To coincide with the launch of The Tiger in the Smoke by Lynda Nead – her third publication for Yale – we asked her to take us back to 1950s Britain and describe the images of peace and havoc she explores in the book.
Taking an interdisciplinary approach that looks at film, television, and commercial advertisements as well as more traditional media such as painting, The Tiger in the Smoke provides an unprecedented analysis of the art and culture of post-war Britain.
Lynda Nead answered some questions for the YaleBooks blog…
Yale: Can you tell us more about the title The Tiger in the Smoke – which is also the name of a crime novel and film from the 1950s? Is there a connection between them?
Lynda Nead: The title is taken from a crime novel by Margery Allingham which was first published in 1952 and adapted for a film, directed by Roy Ward Baker, in 1956. In Allingham’s novel the ‘tiger’ is Jack Havoc, an ex-army sergeant and a violent convicted murderer who has escaped from prison and is now hiding in and prowling the fog-bound streets of 1950s London. Havoc is searching for a hoard of treasure and with a motley and macabre band of accomplices made up of ex-soldiers and former comrades the novel pursues the gang through the faded alleys, terraced houses and abandoned cellars of the city.
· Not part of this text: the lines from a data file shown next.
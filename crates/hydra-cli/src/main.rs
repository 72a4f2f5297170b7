// Allow clippy warnings for CLI application
#![allow(clippy::unwrap_used, clippy::expect_used)]

use clap::{Parser, Subcommand};

mod commands;
mod context;
mod output;

use commands::{benchmark, health, list_nodes, serve_api};
use context::AppContext;
use hydra_core::error::ErrorKind;
use output::print_error;

/// Unified Hydra CLI: serve the node pool over HTTP, or run diagnostics
/// against it directly.
#[derive(Parser)]
#[command(name = "hydra")]
#[command(version = env!("CARGO_PKG_VERSION"))]
#[command(about = "Distributed LLM inference orchestration over Ollama-style nodes", long_about = None)]
struct Cli {
    #[command(subcommand)]
    command: Commands,
}

#[derive(Subcommand)]
enum Commands {
    /// Expose the Pool/Orchestrator API over HTTP.
    ServeApi(serve_api::ServeApiArgs),
    /// List every discovered node's live state.
    ListNodes(list_nodes::ListNodesArgs),
    /// Probe the cluster and report whether any node is healthy.
    Health(health::HealthArgs),
    /// Issue synthetic requests against every node and report latency/success-rate.
    Benchmark(benchmark::BenchmarkArgs),
}

/// Exit codes per spec.md §6: `0` success, `1` generic error, `2`
/// misconfiguration, `3` no healthy nodes.
fn exit_code_for(kind: ErrorKind) -> i32 {
    match kind {
        ErrorKind::NoHealthyNodes => 3,
        ErrorKind::Configuration => 2,
        _ => 1,
    }
}

#[tokio::main]
async fn main() {
    let cli = Cli::parse();

    let tracing_config = hydra_observability::TracingConfig::default();
    if let Err(err) = hydra_observability::init_tracing(&tracing_config) {
        eprintln!("failed to initialize tracing: {err}");
    }

    let ctx = match AppContext::build().await {
        Ok(ctx) => ctx,
        Err(err) => {
            print_error(&err.context.message);
            std::process::exit(exit_code_for(err.kind()));
        }
    };

    let result = match cli.command {
        Commands::ServeApi(args) => serve_api::run(args, ctx).await,
        Commands::ListNodes(args) => list_nodes::run(args, &ctx).await,
        Commands::Health(args) => health::run(args, &ctx).await,
        Commands::Benchmark(args) => benchmark::run(args, &ctx).await,
    };

    if let Err(err) = result {
        print_error(&err.context.message);
        std::process::exit(exit_code_for(err.kind()));
    }
}

#[cfg(test)]
mod tests {
    use super::*;

    #[test]
    fn clap_parses_known_subcommands() {
        let cli = Cli::try_parse_from(["hydra", "list-nodes"]).expect("parse list-nodes");
        assert!(matches!(cli.command, Commands::ListNodes(_)));

        let cli = Cli::try_parse_from(["hydra", "serve-api", "--bind", "127.0.0.1:9000"]).expect("parse serve-api");
        assert!(matches!(cli.command, Commands::ServeApi(_)));
    }

    #[test]
    fn exit_codes_follow_the_taxonomy() {
        assert_eq!(exit_code_for(ErrorKind::NoHealthyNodes), 3);
        assert_eq!(exit_code_for(ErrorKind::Configuration), 2);
        assert_eq!(exit_code_for(ErrorKind::Transport), 1);
    }
}
//! Console output helpers, grounded on `dashflow-cli/src/output.rs`:
//! colored status lines plus a UTF8-bordered table for tabular commands.

use colored::Colorize;
use comfy_table::{presets::UTF8_FULL, Table};

#[must_use]
pub fn create_table() -> Table {
    let mut table = Table::new();
    table.load_preset(UTF8_FULL);
    table
}

pub fn print_error(msg: &str) {
    eprintln!("{} {}", "ERROR:".bright_red().bold(), msg);
}

pub fn print_success(msg: &str) {
    println!("{} {}", "✓".bright_green().bold(), msg);
}

pub fn print_info(msg: &str) {
    println!("{} {}", "ℹ".bright_blue().bold(), msg);
}

pub fn print_warning(msg: &str) {
    eprintln!("{} {}", "WARNING:".bright_yellow().bold(), msg);
}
The fog is an essential element of the novel; more than just a background for the action, it is almost a character and creates the feeling of ambiguity and threat that pervades the narrative. Roy Ward Baker’s film, Tiger in the Smoke, makes a number of significant changes to the plot of Allingham’s novel but it retains the menacing visual and psychological atmosphere of the foggy city.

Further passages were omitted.